Like Lacey, Fletcher’s sister Iris had quickly disappeared behind all that they said he had done. Both girls would be forever defined by that vanishing, lost in the shadows of the men who had taken them. Killed them, they said. A shallow grave in the woods, maybe, weighed down with stones at the bottom of the murky river. Even if they magically re-appeared they would remain lost behind those men, who must have done it. Everyone knew it. Despite the psycho-babbling ambiguity of the shrinks, all the complexity of a situation, sometimes you just know. We need the other to convince ourselves of our normality. No smoke without fire.
So Fletcher could understand why Mary hit him again and again. It was why he didn’t stop her.
As Mortensen would tell you, opinions become granite-hard are hard to shift. Fletcher wondered, as Mary slapped and punched him, whether beating him with her doubt was enough for her.
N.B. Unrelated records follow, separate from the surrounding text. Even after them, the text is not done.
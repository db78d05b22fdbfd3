//! Conversation layer
//!
//! An [`AgentSession`] holds syllabus, topic and turn history. The
//! [`ConversationEngine`] renders it into a prompt, asks a [`Completion`]
//! backend for the next instructor turn, executes any embedded tool
//! directives through a [`ToolCaller`], and stores the result.
//!
//! [`Completion`]: crate::llm::Completion
//! [`ToolCaller`]: crate::tools::ToolCaller

mod blocking;
mod directive;
mod engine;
mod prompt;
mod session;

pub use blocking::BlockingConversation;
pub use directive::{scan_directives, ArgumentError, Directive, DIRECTIVE_PREFIX};
pub use engine::{
    render_result_block, ConversationEngine, EngineOptions, DEFAULT_MAX_TOOL_OUTPUT_CHARS,
    DEFAULT_TOOL_TIMEOUT, IDLE_NOTICE, TRUNCATION_MARKER,
};
pub use prompt::{render_prompt, strip_marker, ToolCatalog, END_OF_TURN};
pub use session::{AgentSession, ConversationStats, ConversationTurn, Role, SessionState};
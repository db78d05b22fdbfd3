use std::time::Duration;
use thiserror::Error;

/// A tool server process could not be spawned. Fatal for that server only.
#[derive(Error, Debug)]
pub enum LaunchError {
    #[error("Executable not found: {command}")]
    NotFound { command: String },

    #[error("Invalid command for server {id}: command is empty")]
    InvalidCommand { id: String },

    #[error("Failed to spawn {command}: {source}")]
    Spawn {
        command: String,
        #[source]
        source: std::io::Error,
    },

    #[error("Failed to capture {0} of child process")]
    MissingStdio(&'static str),
}

impl LaunchError {
    pub(crate) fn from_spawn(command: &str, source: std::io::Error) -> Self {
        if source.kind() == std::io::ErrorKind::NotFound {
            LaunchError::NotFound {
                command: command.to_string(),
            }
        } else {
            LaunchError::Spawn {
                command: command.to_string(),
                source,
            }
        }
    }
}

/// Failures of one request/response exchange after launch
#[derive(Error, Debug)]
pub enum TransportError {
    #[error("IO error: {0}")]
    Io(String),

    #[error("Timeout after {0:?}")]
    Timeout(Duration),

    #[error("Protocol error: {0}")]
    Protocol(String),

    #[error("Server not running: {0}")]
    NotRunning(String),
}

impl TransportError {
    pub fn code(&self) -> &'static str {
        match self {
            TransportError::Io(_) => "IO_ERROR",
            TransportError::Timeout(_) => "TIMEOUT",
            TransportError::Protocol(_) => "PROTOCOL_ERROR",
            TransportError::NotRunning(_) => "NOT_RUNNING",
        }
    }

    /// Broken stream or garbled frame: the server can no longer be trusted
    pub fn is_fatal(&self) -> bool {
        matches!(self, TransportError::Io(_) | TransportError::Protocol(_))
    }
}

impl From<std::io::Error> for TransportError {
    fn from(e: std::io::Error) -> Self {
        TransportError::Io(e.to_string())
    }
}

/// Configuration errors abort startup instead of degrading
#[derive(Error, Debug, Clone, PartialEq, Eq)]
pub enum ConfigError {
    #[error("Duplicate tool server id: {0}")]
    DuplicateServerId(String),
}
Or whether she would tell others about him now. He didn’t want to leave again. That would be the ultimate irony. Two troubled ghost-men. Two men who didn’t want to leave End Point both forced to leave. He didn’t feel sorry for the Norwegian, no chance of that. That meant allowing the return of a self-pity he had cast out a lifetime ago.
Thirty-nine
Jonas knew what he was going to do. He had a plan. Big Haakon would be pleased. First rule of bushcraft, always have a plan.
He considered telling the hairdresser. The words were on the tip of his tongue, almost out...
The mournful face stopped him. She wouldn’t get it, too caught up in her misery to be interested in what Jonas was telling her. The lurid, tropic-green hair must have been a light-hearted attempt to leaven a depressive nature. It didn’t seem to have worked. But Jonas didn’t know her before the green hair. Perhaps she was completely transformed, if still miserable.
Also anxious from the moment Jonas walked through the door of the empty salon. She had immediately switched the radio off, as if this situation required her complete attention.
Jonas couldn’t remember ever seeing anyone in the salon. Was it a front, a hobby, the hairdresser indulged by a rich and smitten lover? Someone of a more suspicious nature would make enquiries but Jonas just asked about the ten-pound wash and wet cut. She considered his request by running her eyes across the several people peering through the salon windows.
‘I’m booked solid,’ she said.
Jonas looked around. ‘But there’s no one here.’
‘They’re due.’
‘When?’
‘They’re due.’
‘Can’t you fit me in? Look.’ He put his hands to his head. ‘Not much here anyway. It won’t take long.’
She bit her lip and glanced at the window. So what’ll it be, green-hair, a tenner’s a tenner but is it worth the opprobrium of serving the local paedophile? Apparently yes, and Jonas so hangover-fragile that this simple little kindness almost set him blubbering like a child.
To begin with the hairdresser was rough, hurrying, scrubbing at his head like she was cleaning a pot. Maybe she noticed the grimace in his face, or the screw of his eyes where the shampoo was leaching in. Whatever it was she began to slow, the fingers relaxing, now gently pressing, massaging his scalp, making little yellow lights dance behind his stinging eyes.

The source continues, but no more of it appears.